This point is counter-intuitive because settlement is often treated as splitting the difference or predicting the court’s decision; in reality, defensibility allows broader outcomes, so long as they remain tethered to the record and law.
Avoiding an improperly high bar
When stakeholders handling a dispute shift the test from whether a court could sanction an agreement to whether it reflects their preferred position, or what a court would ultimately decide, the bar is improperly raised. Shifting the test beyond defensibility — to preferred positions or predicted outcomes — undermines the principled and defensible standards both sides are expected to apply.
Raising the bar in this way is not only inefficient; it exposes counsel, officers, and executives to risks at multiple levels: judgment, credibility, and institutional alignment.
Individually, raising the bar prolongs files unnecessarily. On the Crown side, DoJ counsel and CRA officers carry heavier caseloads, adding stress and exposing their judgment to reversal if a defensible settlement is later accepted. Similarly, on the taxpayer’s side, executives and advisors commit capital and management time longer than necessary, with boards left to question whether judgment was exercised effectively.
Socially, reputations suffer. On the Crown side, counsel risk being seen as rigid or overly adversarial within their own organizations, with professional counterparts across the bar, and before the Court. Similarly, on the taxpayer’s side, executives risk appearing inflexible to boards, investors, and regulators.

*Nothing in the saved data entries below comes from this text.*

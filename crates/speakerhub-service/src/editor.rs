//! Add/edit record editor with two-phase save.
//!
//! Phase one persists the record fields; phase two uploads the image into
//! the slot the server assigned. A phase-two failure never rolls back
//! phase one: the record stays saved and the caller is told the image was
//! left behind.

use std::collections::BTreeMap;
use std::sync::Arc;

use bytes::Bytes;

use speakerhub_core::error::AppError;
use speakerhub_core::result::AppResult;
use speakerhub_core::traits::{MediaStore, NoticeLevel, Notifier};
use speakerhub_core::types::{ActivityId, MediaRef, SpeakerId};
use speakerhub_entity::{ImagePatch, NewSpeaker, SocialLinks, Speaker, SpeakerPatch};

use crate::directory::DirectoryStore;
use crate::validate::SocialValidator;

/// What the editor is doing: creating a record or editing an existing one.
#[derive(Debug, Clone, Copy, PartialEq, Eq)]
pub enum EditorMode {
    /// Drafting a new record.
    Create,
    /// Editing the record with this id.
    Edit(SpeakerId),
}

/// Pending image action for the open editor.
#[derive(Debug, Clone, Default, PartialEq, Eq)]
pub enum ImageAction {
    /// Leave the image as it is.
    #[default]
    Keep,
    /// Remove the image.
    Clear,
    /// Attach these bytes as the new image.
    Attach(Bytes),
}

/// Outcome of a successful save.
#[derive(Debug, Clone, PartialEq)]
pub enum SaveOutcome {
    /// Record and image both persisted.
    Saved(Speaker),
    /// Record persisted but the image upload failed on both attempts.
    SavedWithoutImage(Speaker),
}

impl SaveOutcome {
    /// The persisted record, whichever way the image went.
    pub fn speaker(&self) -> &Speaker {
        match self {
            Self::Saved(s) | Self::SavedWithoutImage(s) => s,
        }
    }
}

/// Editable form fields of the open editor.
#[derive(Debug, Clone, Default)]
pub struct SpeakerForm {
    /// Display name.
    pub name: String,
    /// Short role text.
    pub role: String,
    /// Description text.
    pub description: String,
    /// Selected activity, if any.
    pub activity_id: Option<ActivityId>,
    /// Social media URLs.
    pub links: SocialLinks,
}

impl SpeakerForm {
    fn from_speaker(speaker: &Speaker) -> Self {
        Self {
            name: speaker.name.clone(),
            role: speaker.role.clone(),
            description: speaker.description.clone(),
            activity_id: speaker.activity_id,
            links: speaker.links.clone(),
        }
    }

    fn to_draft(&self) -> NewSpeaker {
        NewSpeaker {
            name: self.name.clone(),
            role: self.role.clone(),
            description: self.description.clone(),
            activity_id: self.activity_id,
            links: self.links.clone(),
        }
    }
}

/// One open add/edit editor session.
///
/// The session owns its draft and its field-level error map; a failed
/// submission keeps the draft intact so the user can correct and retry.
#[derive(Debug)]
pub struct EditorSession {
    mode: EditorMode,
    /// The editable draft.
    pub form: SpeakerForm,
    image: ImageAction,
    existing_image: Option<MediaRef>,
    errors: BTreeMap<&'static str, String>,
    validator: SocialValidator,
    media: Arc<dyn MediaStore>,
    notifier: Arc<dyn Notifier>,
}

impl EditorSession {
    /// Open an empty editor for a new record.
    pub fn add(media: Arc<dyn MediaStore>, notifier: Arc<dyn Notifier>) -> AppResult<Self> {
        Ok(Self {
            mode: EditorMode::Create,
            form: SpeakerForm::default(),
            image: ImageAction::Keep,
            existing_image: None,
            errors: BTreeMap::new(),
            validator: SocialValidator::new()?,
            media,
            notifier,
        })
    }

    /// Open an editor pre-filled from an existing record.
    pub fn edit(
        speaker: &Speaker,
        media: Arc<dyn MediaStore>,
        notifier: Arc<dyn Notifier>,
    ) -> AppResult<Self> {
        Ok(Self {
            mode: EditorMode::Edit(speaker.id),
            form: SpeakerForm::from_speaker(speaker),
            image: ImageAction::Keep,
            existing_image: speaker.image.clone(),
            errors: BTreeMap::new(),
            validator: SocialValidator::new()?,
            media,
            notifier,
        })
    }

    /// The editor mode.
    pub fn mode(&self) -> EditorMode {
        self.mode
    }

    /// The pending image action.
    pub fn image_action(&self) -> &ImageAction {
        &self.image
    }

    /// Field-level errors from the last validation pass.
    pub fn errors(&self) -> &BTreeMap<&'static str, String> {
        &self.errors
    }

    /// Resolve a preview URL for the record's current image, if any.
    pub async fn image_preview_url(&self) -> AppResult<Option<String>> {
        match &self.existing_image {
            Some(media) => Ok(Some(self.media.resolve_url(media).await?)),
            None => Ok(None),
        }
    }

    /// Stage new image bytes for upload on the next save.
    pub fn attach_image(&mut self, data: Bytes) {
        self.image = ImageAction::Attach(data);
    }

    /// Remove the current image.
    ///
    /// If the record already had one, the media resource is deleted in the
    /// background; a failure there only logs, the form is not blocked.
    pub fn clear_image(&mut self) {
        match self.existing_image.take() {
            Some(media_ref) => {
                let media = Arc::clone(&self.media);
                tokio::spawn(async move {
                    if let Err(e) = media.delete(&media_ref).await {
                        tracing::warn!(media = %media_ref, "Failed to delete image: {e}");
                    }
                });
            }
            None => self
                .notifier
                .notify(NoticeLevel::Info, "No image to remove"),
        }
        self.image = ImageAction::Clear;
    }

    /// Run all field checks, refreshing the error map.
    ///
    /// Returns `true` when the draft is submittable.
    pub fn validate(&mut self) -> bool {
        self.errors.clear();
        if self.form.name.trim().is_empty() {
            self.errors.insert("name", "Speaker name is required".to_string());
        }
        if self.form.description.trim().is_empty() {
            self.errors
                .insert("description", "Description is required".to_string());
        }
        for (field, message) in self.validator.check_links(&self.form.links) {
            self.errors.insert(field, message.to_string());
        }
        self.errors.is_empty()
    }

    /// The update payload this session would send, including the tri-state
    /// image field.
    pub fn to_patch(&self) -> SpeakerPatch {
        let image = match &self.image {
            ImageAction::Clear => ImagePatch::Clear,
            // Attached bytes go through the media service after the record
            // save, not through the record payload.
            ImageAction::Attach(_) => ImagePatch::Unchanged,
            ImageAction::Keep => {
                if self.existing_image.is_some() {
                    ImagePatch::Unchanged
                } else {
                    ImagePatch::Clear
                }
            }
        };
        SpeakerPatch {
            name: self.form.name.clone(),
            role: self.form.role.clone(),
            description: self.form.description.clone(),
            activity_id: self.form.activity_id,
            links: self.form.links.clone(),
            image,
        }
    }

    /// Submit the draft: validate, save the record, then upload any
    /// attached image into the saved record's slot.
    ///
    /// Validation failures return before any network traffic. A record
    /// save failure keeps the form intact for retry. An image upload
    /// failure after a successful save yields
    /// [`SaveOutcome::SavedWithoutImage`].
    pub async fn submit(&mut self, store: &mut DirectoryStore) -> AppResult<SaveOutcome> {
        if !self.validate() {
            return Err(AppError::validation(
                "Please fix the errors in the form before submitting",
            ));
        }

        let (pending, success) = match self.mode {
            EditorMode::Create => ("Adding speaker...", "Speaker added successfully!"),
            EditorMode::Edit(_) => ("Updating speaker...", "Speaker updated successfully!"),
        };
        self.notifier.notify(NoticeLevel::Info, pending);

        let saved = match self.mode {
            EditorMode::Create => store.create(&self.form.to_draft()).await,
            EditorMode::Edit(id) => store.update(id, &self.to_patch()).await,
        };
        let saved = match saved {
            Ok(speaker) => speaker,
            Err(e) => {
                self.notifier.notify(NoticeLevel::Error, &e.message);
                return Err(e);
            }
        };

        let outcome = match self.image.clone() {
            ImageAction::Attach(data) => {
                let slot = saved
                    .image
                    .clone()
                    .unwrap_or_else(|| MediaRef::new(format!("speakers/{}", saved.id)));
                match self.upload_with_fallback(&slot, data).await {
                    Ok(()) => {
                        self.notifier
                            .notify(NoticeLevel::Success, "Image uploaded successfully");
                        SaveOutcome::Saved(saved)
                    }
                    Err(e) => {
                        tracing::warn!(media = %slot, "Image upload failed: {e}");
                        self.notifier.notify(
                            NoticeLevel::Warning,
                            "Speaker saved, but image upload failed",
                        );
                        SaveOutcome::SavedWithoutImage(saved)
                    }
                }
            }
            ImageAction::Keep | ImageAction::Clear => SaveOutcome::Saved(saved),
        };

        self.notifier.notify(NoticeLevel::Success, success);
        self.reset();

        if let Err(e) = store.refresh().await {
            tracing::warn!("Refresh after save failed: {e}");
        }
        Ok(outcome)
    }

    /// Try a replace-style upload first; the media service rejects it when
    /// the slot is still empty, so fall back to a create-style upload.
    async fn upload_with_fallback(&self, slot: &MediaRef, data: Bytes) -> AppResult<()> {
        match self.media.upload(slot, data.clone(), true).await {
            Ok(()) => Ok(()),
            Err(e) => {
                tracing::debug!(media = %slot, "Replace upload failed, retrying as create: {e}");
                self.media.upload(slot, data, false).await
            }
        }
    }

    fn reset(&mut self) {
        self.form = SpeakerForm::default();
        self.image = ImageAction::Keep;
        self.existing_image = None;
        self.errors.clear();
    }
}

Institutionally, the consequences are clear. On the Crown side, raising the bar undermines DoJ’s success ratio and CRA Appeals’ “good management” mandate, while consuming resources that leadership expects to be redeployed. On the taxpayer’s side, it delays planning certainty, ties up liquidity, and undermines governance credibility.
Exhibit 2. Risks of raising the bar improperly
Insisting on “preferred” or “predicted” outcomes instead of defensible ones creates risks for the Crown and the taxpayer.

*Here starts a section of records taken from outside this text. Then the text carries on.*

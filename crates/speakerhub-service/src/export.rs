//! Speakers export artifact.

use speakerhub_core::result::AppResult;
use speakerhub_core::traits::MediaStore;
use speakerhub_entity::{Activity, SocialPlatform, Speaker, SpeakerExport};

/// Project speakers into flat export rows.
///
/// Dangling or unset activity references export as empty strings, as do
/// missing images and links.
pub fn build_export(
    speakers: &[&Speaker],
    activities: &[Activity],
    media: &dyn MediaStore,
) -> Vec<SpeakerExport> {
    speakers
        .iter()
        .map(|s| SpeakerExport {
            name: s.name.clone(),
            description: s.description.clone(),
            activity: s
                .activity_id
                .and_then(|id| Activity::name_by_id(activities, id))
                .unwrap_or("")
                .to_string(),
            image_url: s
                .image
                .as_ref()
                .map(|m| media.public_url(m))
                .unwrap_or_default(),
            linkedin: link(s, SocialPlatform::Linkedin),
            facebook: link(s, SocialPlatform::Facebook),
            instagram: link(s, SocialPlatform::Instagram),
            youtube: link(s, SocialPlatform::Youtube),
        })
        .collect()
}

/// Serialize export rows to the pretty-printed JSON artifact.
pub fn export_json(
    speakers: &[&Speaker],
    activities: &[Activity],
    media: &dyn MediaStore,
) -> AppResult<String> {
    let rows = build_export(speakers, activities, media);
    Ok(serde_json::to_string_pretty(&rows)?)
}

fn link(speaker: &Speaker, platform: SocialPlatform) -> String {
    speaker.links.get(platform).unwrap_or_default().to_string()
}
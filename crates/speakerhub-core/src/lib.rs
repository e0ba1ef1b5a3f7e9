//! # speakerhub-core
//!
//! Core crate for SpeakerHub. Contains collaborator traits, configuration
//! schemas, typed identifiers, pagination/sorting types, and the unified
//! error system.
//!
//! This crate has **no** internal dependencies on other SpeakerHub crates.

pub mod config;
pub mod error;
pub mod logging;
pub mod result;
pub mod traits;
pub mod types;

pub use error::AppError;
pub use result::AppResult;
//! Newtype wrappers for domain entity identifiers.
//!
//! Identifiers are assigned by the remote store and treated as opaque on
//! this side. Using distinct types prevents accidentally passing an
//! `ActivityId` where a `SpeakerId` is expected.

use std::fmt;
use std::str::FromStr;

use serde::{Deserialize, Serialize};

/// Macro to define a newtype ID wrapper around `i64`.
macro_rules! define_id {
    (
        $(#[$meta:meta])*
        $name:ident
    ) => {
        $(#[$meta])*
        #[derive(
            Debug, Clone, Copy, PartialEq, Eq, PartialOrd, Ord, Hash, Serialize, Deserialize,
        )]
        #[serde(transparent)]
        pub struct $name(pub i64);

        impl $name {
            /// Create an identifier from a raw value.
            pub fn new(value: i64) -> Self {
                Self(value)
            }

            /// Return the inner value.
            pub fn into_inner(self) -> i64 {
                self.0
            }
        }

        impl fmt::Display for $name {
            fn fmt(&self, f: &mut fmt::Formatter<'_>) -> fmt::Result {
                write!(f, "{}", self.0)
            }
        }

        impl FromStr for $name {
            type Err = std::num::ParseIntError;

            fn from_str(s: &str) -> Result<Self, Self::Err> {
                s.trim().parse().map(Self)
            }
        }

        impl From<i64> for $name {
            fn from(value: i64) -> Self {
                Self(value)
            }
        }

        impl From<$name> for i64 {
            fn from(id: $name) -> i64 {
                id.0
            }
        }
    };
}

define_id!(
    /// Unique identifier for a speaker record.
    SpeakerId
);

define_id!(
    /// Unique identifier for an activity in the host platform.
    ActivityId
);

/// Opaque reference to a binary image resource held by the media service.
#[derive(Debug, Clone, PartialEq, Eq, Hash, Serialize, Deserialize)]
#[serde(transparent)]
pub struct MediaRef(pub String);

impl MediaRef {
    /// Create a media reference from a raw string.
    pub fn new(value: impl Into<String>) -> Self {
        Self(value.into())
    }

    /// Return the reference as a string slice.
    pub fn as_str(&self) -> &str {
        &self.0
    }
}

impl fmt::Display for MediaRef {
    fn fmt(&self, f: &mut fmt::Formatter<'_>) -> fmt::Result {
        write!(f, "{}", self.0)
    }
}

impl From<String> for MediaRef {
    fn from(value: String) -> Self {
        Self(value)
    }
}

impl From<&str> for MediaRef {
    fn from(value: &str) -> Self {
        Self(value.to_string())
    }
}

Dimension | Crown (CRA / DoJ) | Taxpayer (Executives / Boards) |
---|---|---|
Judgment | Counsel and officers carry heavier caseloads; risk their judgment if defensible settlements are later accepted by the Court or management. | Executives and advisors prolong capital exposure; boards may later conclude that an earlier, defensible settlement was missed. |
Reputation | Reputation with colleagues, repeat counsel, and Tax Court judges suffers; seen as rigid or “win-maximizing.” | Reputation suffers with boards, investors, and regulators, being perceived as rigid or unwilling to resolve issues strategically. |
Institutional Alignment | Undermines DoJ’s settlement success ratio and CRA Appeals’ efficiency mandate; consumes resources and fosters misaligned culture. | Delays certainty required for governance and planning; ties up liquidity and distracts management from business priorities. |
Exhibit 3. Avoiding an improperly high bar
Common Drift | Correction | Why It Matters |
---|---|---|
Settlement must match a preferred position. | Focus on whether a court could sanction the agreement. | Keeps the defensibility standard intact for both parties. |
Settlement must predict what a court would decide | Focus on plausible permutations the court could sanction. | Avoids overreach and unnecessary disputes. |
Settlement must be airtight. | Defensible does not require airtight perfection. | Encourages settlement without creating artificial barriers. |
Operating inside defensibility
Judgment and professional credibility are the assets that counsel trade on. Discipline protects these assets. Discipline in defensibility does not mean perfection. It means keeping agreements tethered to facts and lawful characterizations, while letting go of confirmation bias, rigid views, fragile assumptions, and personal stake.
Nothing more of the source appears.